Italy goes stoner, part II

Due, come i full length scritti e registrati dai Prehistoric Pigs di Mortegliano, microscopica provincia di Udine. Due (e mezzo: turbolenza non prevista), come gli anni che separano “Everything Is Good” dall’esordio, “Wormhole Generator”. Due, come la posizione dell’antitesi hegeliana: inquieta, imperfetta, bellicosa, corrucciata. Il due vada, allora, ai fuoriclasse del lotto: ché se tutto è buono, come in un maiale, nulla si butta e tutto si riutilizza. Materica e casareccia, ai limiti della gratuita ruvidità, la metafora: difficile, all’ascolto, sintetizzarne una anche solo vagamente più elegante. Con la sophistication – da intendersi solo ed esclusivamente come deleterio scambio dell’orpello per la sostanza, ricerca del vestito da far aderire ad un corpo morto: il disco, secondo il terzo comma del pentalogo fornito nell’articolo sui Narrenschiff, a livello sonoro sfiora la perfezione –, con la sophistication, dicevamo, i Prehistoric Pigs, neandertaliani da titolazione, fanno qualcosa di molto simile a quello che avrebbe tanto desiderato fare il Senatùr con la bandiera italiana: e meno male. Come dalla fucina di Efesto, sorge un magnifico e terribile sole nero.

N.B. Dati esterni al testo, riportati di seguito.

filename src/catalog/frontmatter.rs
//! Reads and writes package records as Markdown files with YAML frontmatter.
//!
//! ```text
//! ---
//! title: foo
//! import_path: go.ngs.io/foo
//! ...
//! ---
//!
//! optional body
//! ```

use std::io;
use std::path::{Path, PathBuf};

use thiserror::Error;

use super::record::PackageRecord;
use crate::fs::atomic_write;

const OPENING: &str = "---\n";
const CLOSING: &str = "\n---";

#[derive(Debug, Error)]
pub enum FrontmatterError {
    #[error("no frontmatter found")]
    NoFrontmatter,
    #[error("invalid frontmatter format")]
    MalformedFrontmatter,
    #[error("failed to parse frontmatter: {0}")]
    Parse(#[source] serde_yaml::Error),
    #[error("failed to encode package: {0}")]
    Serialize(#[source] serde_yaml::Error),
    #[error("failed to read {}: {source}", path.display())]
    Io {
        path: PathBuf,
        #[source]
        source: io::Error,
    },
    #[error("failed to write {}: {source}", path.display())]
    Write {
        path: PathBuf,
        #[source]
        source: io::Error,
    },
}

/// Decodes a package file's contents.
///
/// Up to two line breaks directly after the closing delimiter are dropped;
/// everything else after it becomes the record's body.
pub fn decode(content: &str) -> Result<PackageRecord, FrontmatterError> {
    let (yaml, body) = split(content)?;
    let mut record: PackageRecord = serde_yaml::from_str(yaml).map_err(FrontmatterError::Parse)?;
    record.body = body.to_string();
    Ok(record)
}

/// Encodes a record: frontmatter, then a blank line and the body if there is one.
pub fn encode(record: &PackageRecord) -> Result<String, FrontmatterError> {
    let yaml = serde_yaml::to_string(record).map_err(FrontmatterError::Serialize)?;

    let mut content = format!("{OPENING}{yaml}---\n");
    if !record.body.is_empty() {
        content.push('\n');
        content.push_str(&record.body);
    }
    Ok(content)
}

fn split(content: &str) -> Result<(&str, &str), FrontmatterError> {
    let rest = content
        .strip_prefix(OPENING)
        .ok_or(FrontmatterError::NoFrontmatter)?;
    let end = rest
        .find(CLOSING)
        .ok_or(FrontmatterError::MalformedFrontmatter)?;

    let yaml = &rest[..end];
    let after = &rest[end + CLOSING.len()..];
    let body = after.strip_prefix('\n').unwrap_or(after);
    let body = body.strip_prefix('\n').unwrap_or(body);

    Ok((yaml, body))
}

/// Reads and decodes the package file at `path`.
pub fn read_package(path: &Path) -> Result<PackageRecord, FrontmatterError> {
    let content = std::fs::read_to_string(path).map_err(|source| FrontmatterError::Io {
        path: path.to_path_buf(),
        source,
    })?;
    decode(&content)
}

/// Encodes `record` and writes it to `path`, creating the parent directory if needed.
pub fn write_package(path: &Path, record: &PackageRecord) -> Result<(), FrontmatterError> {
    let content = encode(record)?;
    let write_error = |source| FrontmatterError::Write {
        path: path.to_path_buf(),
        source,
    };

    if let Some(parent) = path.parent()
        && !parent.as_os_str().is_empty()
    {
        std::fs::create_dir_all(parent).map_err(write_error)?;
    }
    atomic_write(path, &content).map_err(write_error)
}
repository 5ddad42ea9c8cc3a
//! Terminal UI components (spinner, colors).

mod spinner;
mod style;

pub use spinner::Spinner;
pub use style::Style;
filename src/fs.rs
//! File system utilities.

use std::fs;
use std::io;
use std::path::Path;

/// Writes content to a file atomically using a temp file and rename.
///
/// A package file is never left half-written if the process is interrupted.
/// The temp file is created next to the target so the rename stays on one
/// filesystem.
pub fn atomic_write(path: impl AsRef<Path>, content: &str) -> io::Result<()> {
    let path = path.as_ref();
    let parent = path.parent().unwrap_or_else(|| Path::new("."));
    let file_name = path.file_name().unwrap_or_default().to_string_lossy();
    let temp_path = parent.join(format!(".{file_name}.tmp"));

    fs::write(&temp_path, content)?;

    if let Err(e) = fs::rename(&temp_path, path) {
        let _ = fs::remove_file(&temp_path);
        return Err(e);
    }

    Ok(())
}
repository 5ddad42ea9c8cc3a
//! Best-effort validation of the generated site by running its builder.

use tokio::process::Command;

use crate::ui::Style;

/// External site build command, `hugo --gc --minify` by default.
#[derive(Debug, Clone, PartialEq, Eq)]
pub struct SiteBuilder {
    program: String,
    args: Vec<String>,
}

/// Result of a builder run.
#[derive(Debug, Clone, PartialEq, Eq)]
pub enum BuildOutcome {
    Success,
    Failed {
        /// Exit status or spawn error.
        reason: String,
        /// Combined stdout and stderr.
        output: String,
    },
}

impl Default for SiteBuilder {
    fn default() -> Self {
        Self::new("hugo", ["--gc", "--minify"])
    }
}

impl SiteBuilder {
    pub fn new<I, S>(program: impl Into<String>, args: I) -> Self
    where
        I: IntoIterator<Item = S>,
        S: Into<String>,
    {
        Self {
            program: program.into(),
            args: args.into_iter().map(Into::into).collect(),
        }
    }

    /// Runs the builder in the current directory. Never fails; a missing
    /// binary is reported as a failed build.
    pub async fn run(&self) -> BuildOutcome {
        match Command::new(&self.program).args(&self.args).output().await {
            Ok(output) if output.status.success() => BuildOutcome::Success,
            Ok(output) => {
                let mut combined = String::from_utf8_lossy(&output.stdout).into_owned();
                combined.push_str(&String::from_utf8_lossy(&output.stderr));
                BuildOutcome::Failed {
                    reason: output.status.to_string(),
                    output: combined,
                }
            }
            Err(e) => BuildOutcome::Failed {
                reason: format!("failed to run {}: {e}", self.program),
                output: String::new(),
            },
        }
    }

    /// Runs the builder and prints the outcome. Failures are warnings only.
    pub async fn validate(&self) -> BuildOutcome {
        crate::info!("Validating site build...");
        let outcome = self.run().await;
        match &outcome {
            BuildOutcome::Success => println!("{}", Style::success("✓ Site builds successfully")),
            BuildOutcome::Failed { reason, output } => {
                crate::warn!(
                    "{} Site build validation failed: {reason}",
                    Style::warning("Warning:")
                );
                if !output.is_empty() {
                    crate::warn!("Output: {output}");
                }
            }
        }
        outcome
    }
}

#[cfg(all(test, unix))]
mod tests {
    use super::*;

    #[tokio::test]
    async fn test_run_success() {
        let builder = SiteBuilder::new("true", Vec::<String>::new());
        assert_eq!(builder.run().await, BuildOutcome::Success);
    }

    #[tokio::test]
    async fn test_run_failure_captures_output() {
        let builder = SiteBuilder::new("sh", ["-c", "echo building; echo broken >&2; exit 3"]);

        let BuildOutcome::Failed { reason, output } = builder.run().await else {
            panic!("expected a failed build");
        };
        assert!(reason.contains('3'));
        assert_eq!(output, "building\nbroken\n");
    }

    #[tokio::test]
    async fn test_run_missing_program() {
        let builder = SiteBuilder::new("pkgcatalog-no-such-builder", ["--gc"]);

        let BuildOutcome::Failed { reason, .. } = builder.run().await else {
            panic!("expected a failed build");
        };
        assert!(reason.contains("pkgcatalog-no-such-builder"));
    }

    #[test]
    fn test_default_is_hugo() {
        assert_eq!(
            SiteBuilder::default(),
            SiteBuilder::new("hugo", ["--gc", "--minify"])
        );
    }
}
use anyhow::Result;
use clap::Parser;

use pkgcatalog::cli::commands::add::{AddOptions, run_add};
use pkgcatalog::cli::commands::update::{UpdateCommandOptions, run_update};
use pkgcatalog::cli::{Args, Command, exit_code};
use pkgcatalog::config::ResolveOptions;
use pkgcatalog::output::{self, OutputConfig};
use pkgcatalog::sync::{AddRequest, UpdateOptions};
use pkgcatalog::ui::Style;

#[tokio::main]
async fn main() {
    let args = Args::parse();

    output::init(OutputConfig {
        quiet: args.quiet,
        no_color: args.no_color || OutputConfig::default().no_color,
    });

    if let Err(e) = run(args).await {
        eprintln!("{} {e:#}", Style::error("Error:"));
        std::process::exit(exit_code(&e));
    }
}

async fn run(args: Args) -> Result<()> {
    match args.command {
        Command::Add {
            name,
            import_path,
            repo,
            author,
            with_readme,
            no_build,
        } => {
            let options = AddOptions {
                config: args.config,
                resolve: ResolveOptions {
                    content_dir: args.content_dir,
                    no_build,
                },
                request: AddRequest {
                    name,
                    import_path,
                    repo_url: repo,
                    author,
                    with_readme,
                },
            };
            run_add(options).await
        }
        Command::Update {
            names,
            dry_run,
            update_author,
            update_missing,
            no_build,
        } => {
            let options = UpdateCommandOptions {
                config: args.config,
                resolve: ResolveOptions {
                    content_dir: args.content_dir,
                    no_build,
                },
                names,
                update: UpdateOptions {
                    dry_run,
                    update_author,
                    update_missing,
                },
            };
            run_update(options).await
        }
    }
}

La saggezza popolare non necessita di ulteriori chiose: è nei dettagli che il diavolo nasconde la sua coda. Chiunque ami senza riserva alcuna “…And The Circus Leaves Town”, come il sottoscritto, non farà troppa fatica a risentire “Thee Ol’ Boozeroony”, con le dovute correzioni e con un più ricco interplay strumentale, in “Everything Is Good I”. Cercate e troverete: basta lasciar scorrere qualche superflua, acida sezione di connessione perché il fuzz faccia sentire tutto il suo peso, riallineando la struttura del brano a mo’ di ipertangibile panzer doom (dal fade out emergerà, una quarantina di minuti dopo, “Everything Is Good II”, mortifera cavalcata heavy-psych dal chitarrismo progressivo). “Red Fields” sfrutta un trucco, se solo ci soffermiamo a pensarci, vecchio quanto il mondo: una sinuosa acustica tex mex traccia la serpentina melodica portante, prima di finire disintegrata dai distorsori. La coda, ancora una volta, svolta bruscamente e sorprende: una pila di fraseggi tooliani suonati a velocità crescente comincia a degenerare in puro noise metallico, finché non rimangono le sole, implacabili frequenze basse. Non si è ancora sentito il meglio: a lasciare senza fiato sono “Universally Droning”, un unico giro sludge in 6/8 ripetuto ad libitum con scansioni, accentazioni e distorsioni differenti (una manata in pieno volto: chissà che carnaio, dal vivo) e una millimetrica “Zug”, i riff dei Kyuss (periodo, questa volta, “Welcome To The Sky Valley”) incellophanati dagli Harvey Milk.

Benché qualche curioso esperimento possa dirsi riuscito (il violoncello di Maria Vittoria Pivetta a proporre inediti spazi ambientali su una “Hypnodope” del tutto monolitica, à la Sons Of Otis), vi sono almeno un paio di episodi di caratura minore per cui, nell’economia complessiva, siamo costretti a rimodulare gli entusiasmi: del tutto superfluo l’esagerato solipsismo in wah di “Shut Up, It's Raining Yolks” (gli Earthless, argh!) e un po’ noiosa la tiritera psichedelica di “When The Trip Ends”, unico scorcio in cui i valvolari non siano tesi al massimo della loro potenza. Il che conferma quali siano l’autentico dono e la reale prerogativa dei Prehistoric Pigs: prenderne uno per annientarne cento.